▶ [Assignment]
In how many lines of the data below does the word "ExtractedFields" appear? Reply with the number and nothing more.

▶ [Data shown]
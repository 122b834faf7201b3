//! Per-type descriptors and the member surface they wrap.
//!
//! A descriptor is the registry's unit of storage: identity, access mode, and
//! optimization state for one host type. Member binding itself lives behind
//! [`MemberSurface`], supplied by the embedder through a [`SurfaceFactory`].
//!
//! # Optimization state
//!
//! ```text
//! Pending --optimize--> Running --ok--> Optimized
//!    ^                     |
//!    +------ Failed <--err-+
//! ```
//!
//! Only the caller that wins the transition into `Running` calls
//! [`MemberSurface::precompute`]. Every other concurrent or later call
//! returns the observed status without doing any work.

use std::panic::{self, AssertUnwindSafe};
use std::sync::atomic::{AtomicU8, Ordering};

use hostbind_worker::panic_payload_message;

use crate::access_mode::AccessMode;
use crate::error::OptimizeError;
use crate::host_type::HostType;

/// Error reported by a member surface while precomputing.
pub type SurfaceError = Box<dyn std::error::Error + Send + Sync>;

/// Member-access surface of one host type.
///
/// Implemented outside this crate. The registry only builds surfaces and asks
/// them to precompute.
pub trait MemberSurface: Send + Sync {
	/// Builds the full member table ahead of first use.
	///
	/// Called at most once at a time per descriptor.
	fn precompute(&self) -> Result<(), SurfaceError>;
}

/// Builds the member surface for a newly registered type.
pub trait SurfaceFactory: Send + Sync {
	fn build(&self, host_type: HostType, mode: AccessMode) -> Box<dyn MemberSurface>;
}

impl<F> SurfaceFactory for F
where
	F: Fn(HostType, AccessMode) -> Box<dyn MemberSurface> + Send + Sync,
{
	fn build(&self, host_type: HostType, mode: AccessMode) -> Box<dyn MemberSurface> {
		self(host_type, mode)
	}
}

/// Surface with nothing to precompute.
#[derive(Debug, Clone, Copy, Default)]
pub struct EmptySurface;

impl MemberSurface for EmptySurface {
	fn precompute(&self) -> Result<(), SurfaceError> {
		Ok(())
	}
}

pub(crate) fn empty_surface(_: HostType, _: AccessMode) -> Box<dyn MemberSurface> {
	Box::new(EmptySurface)
}

/// Progress of a descriptor's full member build.
#[derive(Debug, Clone, Copy, PartialEq, Eq, Hash)]
#[repr(u8)]
pub enum OptimizationStatus {
	Pending = 0,
	Running = 1,
	Optimized = 2,
	Failed = 3,
}

impl OptimizationStatus {
	const fn from_bits(bits: u8) -> Self {
		match bits {
			0 => Self::Pending,
			1 => Self::Running,
			2 => Self::Optimized,
			_ => Self::Failed,
		}
	}
}

/// Interop metadata for one registered host type.
///
/// Shared by every value bound to the type and kept for the registry's lifetime.
pub struct Descriptor {
	host_type: HostType,
	mode: AccessMode,
	state: AtomicU8,
	surface: Box<dyn MemberSurface>,
}

impl Descriptor {
	pub(crate) fn new(host_type: HostType, mode: AccessMode, surface: Box<dyn MemberSurface>) -> Self {
		debug_assert!(mode.is_concrete(), "descriptor mode must be resolved before construction");
		let state = if mode == AccessMode::HideMembers {
			OptimizationStatus::Optimized
		} else {
			OptimizationStatus::Pending
		};
		Self {
			host_type,
			mode,
			state: AtomicU8::new(state as u8),
			surface,
		}
	}

	pub fn host_type(&self) -> HostType {
		self.host_type
	}

	pub fn access_mode(&self) -> AccessMode {
		self.mode
	}

	pub fn status(&self) -> OptimizationStatus {
		OptimizationStatus::from_bits(self.state.load(Ordering::Acquire))
	}

	pub fn is_optimized(&self) -> bool {
		self.status() == OptimizationStatus::Optimized
	}

	/// Precomputes the full member table if no other pass has or is doing so.
	///
	/// Returns the status observed after the call. A panic in the surface is
	/// caught and reported as [`OptimizeError::Panicked`].
	pub fn optimize(&self) -> Result<OptimizationStatus, OptimizeError> {
		let current = self.status();
		if !matches!(current, OptimizationStatus::Pending | OptimizationStatus::Failed) {
			return Ok(current);
		}
		if self
			.state
			.compare_exchange(current as u8, OptimizationStatus::Running as u8, Ordering::AcqRel, Ordering::Acquire)
			.is_err()
		{
			return Ok(self.status());
		}

		let type_name = self.host_type.name();
		tracing::trace!(host_type = type_name, "userdata.optimize.start");
		let outcome = panic::catch_unwind(AssertUnwindSafe(|| self.surface.precompute()));
		let (status, result) = match outcome {
			Ok(Ok(())) => (OptimizationStatus::Optimized, Ok(OptimizationStatus::Optimized)),
			Ok(Err(err)) => (
				OptimizationStatus::Failed,
				Err(OptimizeError::Failed {
					type_name,
					reason: err.to_string(),
				}),
			),
			Err(payload) => (
				OptimizationStatus::Failed,
				Err(OptimizeError::Panicked {
					type_name,
					message: panic_payload_message(payload.as_ref()),
				}),
			),
		};
		self.state.store(status as u8, Ordering::Release);
		tracing::debug!(host_type = type_name, status = ?status, "userdata.optimize.finish");
		result
	}

	/// Returns the member surface, or `None` when members are hidden.
	///
	/// Under [`AccessMode::LazyOptimized`] the first call runs the full build.
	pub fn members(&self) -> Option<&dyn MemberSurface> {
		match self.mode {
			AccessMode::HideMembers => None,
			AccessMode::LazyOptimized => {
				if self.status() == OptimizationStatus::Pending {
					if let Err(err) = self.optimize() {
						tracing::warn!(host_type = self.host_type.name(), error = %err, "userdata.optimize.lazy_failed");
					}
				}
				Some(self.surface.as_ref())
			}
			_ => Some(self.surface.as_ref()),
		}
	}
}

impl std::fmt::Debug for Descriptor {
	fn fmt(&self, f: &mut std::fmt::Formatter<'_>) -> std::fmt::Result {
		f.debug_struct("Descriptor")
			.field("host_type", &self.host_type)
			.field("mode", &self.mode)
			.field("status", &self.status())
			.finish_non_exhaustive()
	}
}
//! Types seeded into every registry built with [`Registry::with_builtins`](crate::Registry::with_builtins).
//!
//! Embedders seed their own types the same way:
//!
//! ```ignore
//! seed_type!(MyHandle, AccessMode::Lazy);
//! ```

use std::sync::Arc;

use parking_lot::Mutex;

use crate::access_mode::AccessMode;
use crate::host_type::{HostObject, HostType};

/// Seed entry collected via `inventory`.
#[derive(Debug)]
pub struct SeededType {
	pub host_type: HostType,
	pub mode: AccessMode,
}

inventory::collect!(SeededType);

/// Submits a type for registration whenever a registry is seeded.
#[macro_export]
macro_rules! seed_type {
	($ty:ty, $mode:expr $(,)?) => {
		$crate::inventory::submit! {
			$crate::SeededType {
				host_type: <$ty as $crate::HostClass>::HOST_TYPE,
				mode: $mode,
			}
		}
	};
}

type ValueIter = Box<dyn Iterator<Item = Arc<dyn HostObject>> + Send>;

/// Adapter handing a host sequence to scripts one value at a time.
///
/// Registered with [`AccessMode::HideMembers`]: scripts iterate it but see no
/// members on it.
pub struct EnumerableAdapter {
	items: Mutex<ValueIter>,
}

impl EnumerableAdapter {
	pub fn new<I>(items: I) -> Self
	where
		I: IntoIterator<Item = Arc<dyn HostObject>>,
		I::IntoIter: Send + 'static,
	{
		Self {
			items: Mutex::new(Box::new(items.into_iter())),
		}
	}

	/// Advances the sequence.
	pub fn next_value(&self) -> Option<Arc<dyn HostObject>> {
		self.items.lock().next()
	}
}

impl std::fmt::Debug for EnumerableAdapter {
	fn fmt(&self, f: &mut std::fmt::Formatter<'_>) -> std::fmt::Result {
		f.debug_struct("EnumerableAdapter").finish_non_exhaustive()
	}
}

crate::host_class!(EnumerableAdapter);
crate::seed_type!(EnumerableAdapter, AccessMode::HideMembers);
//! Per-type declared default access modes.
//!
//! A type may declare the mode it wants when registered without an explicit
//! one. Declarations come from [`declare_access_mode!`](crate::declare_access_mode)
//! at compile time, collected through `inventory`, and from the registry's
//! runtime side table (see [`Registry::declare_access_mode`](crate::Registry::declare_access_mode)).

use crate::access_mode::AccessMode;
use crate::host_type::HostType;

/// Compile-time declaration collected via `inventory`.
#[derive(Debug)]
pub struct DeclaredAccessMode {
	pub host_type: HostType,
	pub mode: AccessMode,
}

inventory::collect!(DeclaredAccessMode);

/// Declarations submitted at compile time for `host_type`.
pub(crate) fn compiled_declarations(host_type: HostType) -> impl Iterator<Item = AccessMode> {
	inventory::iter::<DeclaredAccessMode>
		.into_iter()
		.filter(move |decl| decl.host_type == host_type)
		.map(|decl| decl.mode)
}

/// Declares the access mode a type registers with when none is given.
///
/// ```ignore
/// declare_access_mode!(Matrix, AccessMode::Eager);
/// ```
#[macro_export]
macro_rules! declare_access_mode {
	($ty:ty, $mode:expr $(,)?) => {
		$crate::inventory::submit! {
			$crate::DeclaredAccessMode {
				host_type: <$ty as $crate::HostClass>::HOST_TYPE,
				mode: $mode,
			}
		}
	};
}
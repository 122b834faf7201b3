use std::time::Duration;

use super::{join_error_panic_message, panic_payload_message};

#[tokio::test]
async fn blocking_panic_message_survives_join() {
	let handle = tokio::task::spawn_blocking(|| -> Result<(), String> { panic!("precompute failed for {}", "Widget") });
	let err = handle.await.unwrap_err();
	let msg = join_error_panic_message(err).expect("blocking task panicked");
	assert_eq!(msg, "precompute failed for Widget");
}

#[tokio::test]
async fn aborted_task_has_no_panic_message() {
	let handle = tokio::spawn(tokio::time::sleep(Duration::from_secs(60)));
	handle.abort();
	assert!(join_error_panic_message(handle.await.unwrap_err()).is_none());
}

#[test]
fn caught_unwind_payloads_render() {
	let literal = std::panic::catch_unwind(|| -> u8 { panic!("literal") }).unwrap_err();
	assert_eq!(panic_payload_message(literal.as_ref()), "literal");

	let opaque: Box<dyn std::any::Any + Send> = Box::new(42u32);
	assert_eq!(panic_payload_message(opaque.as_ref()), "non-string panic payload");
}
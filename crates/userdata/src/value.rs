//! Opaque values exchanged with the script runtime.

use std::sync::Arc;

use crate::descriptor::Descriptor;
use crate::host_type::{HostObject, HostType};

/// A host object, or a host type itself, bound to its descriptor.
///
/// Immutable once built. Clones share the descriptor and the object.
#[derive(Clone)]
pub struct UserData {
	descriptor: Arc<Descriptor>,
	object: Option<Arc<dyn HostObject>>,
}

impl UserData {
	pub(crate) fn instance(descriptor: Arc<Descriptor>, object: Arc<dyn HostObject>) -> Self {
		Self {
			descriptor,
			object: Some(object),
		}
	}

	pub(crate) fn static_type(descriptor: Arc<Descriptor>) -> Self {
		Self { descriptor, object: None }
	}

	pub fn descriptor(&self) -> &Arc<Descriptor> {
		&self.descriptor
	}

	/// The bound object; `None` for a static binding.
	pub fn object(&self) -> Option<&Arc<dyn HostObject>> {
		self.object.as_ref()
	}

	pub fn is_static(&self) -> bool {
		self.object.is_none()
	}

	/// Type the value is bound through, which may be a base or interface of
	/// the object's runtime type.
	pub fn host_type(&self) -> HostType {
		self.descriptor.host_type()
	}

	/// Downcasts the bound object.
	pub fn downcast_ref<T: HostObject>(&self) -> Option<&T> {
		self.object.as_deref()?.as_any().downcast_ref::<T>()
	}
}

impl std::fmt::Debug for UserData {
	fn fmt(&self, f: &mut std::fmt::Formatter<'_>) -> std::fmt::Result {
		f.debug_struct("UserData")
			.field("host_type", &self.descriptor.host_type())
			.field("object", &self.object.as_ref().map(|obj| obj.host_type()))
			.finish()
	}
}
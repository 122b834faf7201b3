//! Host type descriptor registry for script interop.
//!
//! Lets a script runtime treat host objects and host types as script values.
//! The first registration of a type creates its [`Descriptor`]; later
//! accesses resolve it from the [`Registry`] in O(1) for exact matches, or by
//! walking the type's bases and interfaces.
//!
//! # Key Types
//!
//! | Type | Role |
//! |------|------|
//! | [`HostType`] | Identity and hierarchy metadata of a host type. |
//! | [`Registry`] | Concurrent, append-only map from host type to descriptor. |
//! | [`Descriptor`] | Per-type metadata plus optimization state. |
//! | [`AccessMode`] | When and how a descriptor builds member metadata. |
//! | [`UserData`] | Descriptor bound to an object, or to the type itself. |
//!
//! Member binding is out of scope: descriptors reach it only through
//! [`MemberSurface`].

mod access_mode;
mod builtins;
mod config;
mod declared;
mod descriptor;
mod error;
mod global;
mod host_type;
mod registry;
mod scheduler;
mod value;

pub use access_mode::AccessMode;
pub use builtins::{EnumerableAdapter, SeededType};
pub use config::InteropConfig;
pub use declared::DeclaredAccessMode;
pub use descriptor::{Descriptor, EmptySurface, MemberSurface, OptimizationStatus, SurfaceError, SurfaceFactory};
pub use error::{InteropError, OptimizeError, Result};
pub use global::{
	create_instance_value, create_static_value, create_static_value_for, default_access_mode, global, register_host_type,
	register_type, set_default_access_mode,
};
pub use host_type::{Ancestors, HostClass, HostObject, HostType, Object, TypeInfo, TypeKind};
#[doc(hidden)]
pub use inventory;
pub use registry::{Registry, SearchDepth};
pub use scheduler::{OptimizeScheduler, WorkerScheduler};
pub use value::UserData;
//! Process-wide registry.
//!
//! Built on first use, seeded with every `inventory`-submitted type
//! (including [`EnumerableAdapter`](crate::EnumerableAdapter)) before any
//! caller sees it.

use std::sync::{Arc, LazyLock};

use crate::access_mode::AccessMode;
use crate::descriptor::Descriptor;
use crate::error::Result;
use crate::host_type::{HostClass, HostObject, HostType};
use crate::registry::Registry;
use crate::value::UserData;

static GLOBAL: LazyLock<Registry> = LazyLock::new(Registry::with_builtins);

/// Returns the process-wide registry.
pub fn global() -> &'static Registry {
	&GLOBAL
}

/// Registers `T` in the process-wide registry.
pub fn register_type<T: HostClass>(mode: AccessMode) -> Result<Arc<Descriptor>> {
	GLOBAL.register(T::HOST_TYPE, mode)
}

/// Registers a host type given by handle in the process-wide registry.
pub fn register_host_type(host_type: HostType, mode: AccessMode) -> Result<Arc<Descriptor>> {
	GLOBAL.register(host_type, mode)
}

/// See [`Registry::create_instance_value`].
pub fn create_instance_value(object: Arc<dyn HostObject>) -> Option<UserData> {
	GLOBAL.create_instance_value(object)
}

/// See [`Registry::create_static_value`].
pub fn create_static_value<T: HostClass>() -> Option<UserData> {
	GLOBAL.create_static_value(T::HOST_TYPE)
}

/// See [`Registry::create_static_value`].
pub fn create_static_value_for(host_type: HostType) -> Option<UserData> {
	GLOBAL.create_static_value(host_type)
}

pub fn default_access_mode() -> AccessMode {
	GLOBAL.default_access_mode()
}

/// See [`Registry::set_default_access_mode`].
pub fn set_default_access_mode(mode: AccessMode) -> Result<()> {
	GLOBAL.set_default_access_mode(mode)
}
//! Occurrence report field extraction module.

mod mapper;
mod parser;
pub mod rules;

pub use mapper::{format_cpf, map_fields_to_form};
pub use parser::{CaseRecordParser, ExtractionResult, RecordParser};

use tracing::debug;

use crate::models::record::ExtractedFields;
use rules::{normalize_whitespace, EXTRACTORS};

/// Run every field extractor over `text`.
///
/// Never fails: a field that cannot be resolved is `None`. The text is
/// normalized once and shared by all extractors.
pub fn extract_fields_from_text(text: &str) -> ExtractedFields {
    let text = normalize_whitespace(text);
    let mut fields = ExtractedFields::default();

    for extractor in EXTRACTORS.iter() {
        let value = extractor.extract(&text);
        if value.is_none() {
            debug!(field = %extractor.field(), "field not found");
        }
        fields.set(extractor.field(), value);
    }

    fields
}
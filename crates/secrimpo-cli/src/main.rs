//! CLI application for police occurrence report field extraction.

mod commands;

use clap::{Parser, Subcommand};
use tracing::Level;
use tracing_subscriber::FmtSubscriber;

use commands::{batch, config, extract, laws};

/// Seizure record extraction - Pull structured fields out of police occurrence reports
#[derive(Parser)]
#[command(name = "secrimpo")]
#[command(author, version, about, long_about = None)]
struct Cli {
    /// Enable verbose output
    #[arg(short, long, action = clap::ArgAction::Count)]
    verbose: u8,

    /// Path to config file
    #[arg(short, long, global = true)]
    config: Option<String>,

    #[command(subcommand)]
    command: Commands,
}

#[derive(Subcommand)]
enum Commands {
    /// Extract fields from a single report
    Extract(extract::ExtractArgs),

    /// Extract fields from multiple reports
    Batch(batch::BatchArgs),

    /// Search the law catalog
    Laws(laws::LawsArgs),

    /// Manage configuration
    Config(config::ConfigArgs),
}

fn main() -> anyhow::Result<()> {
    let cli = Cli::parse();

    let level = match cli.verbose {
        0 => Level::WARN,
        1 => Level::INFO,
        2 => Level::DEBUG,
        _ => Level::TRACE,
    };

    let subscriber = FmtSubscriber::builder()
        .with_max_level(level)
        .with_target(false)
        .with_writer(std::io::stderr)
        .finish();

    tracing::subscriber::set_global_default(subscriber)?;

    match cli.command {
        Commands::Extract(args) => extract::run(args, cli.config.as_deref()),
        Commands::Batch(args) => batch::run(args, cli.config.as_deref()),
        Commands::Laws(args) => laws::run(args),
        Commands::Config(args) => config::run(args, cli.config.as_deref()),
    }
}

▶ [Answer space]
3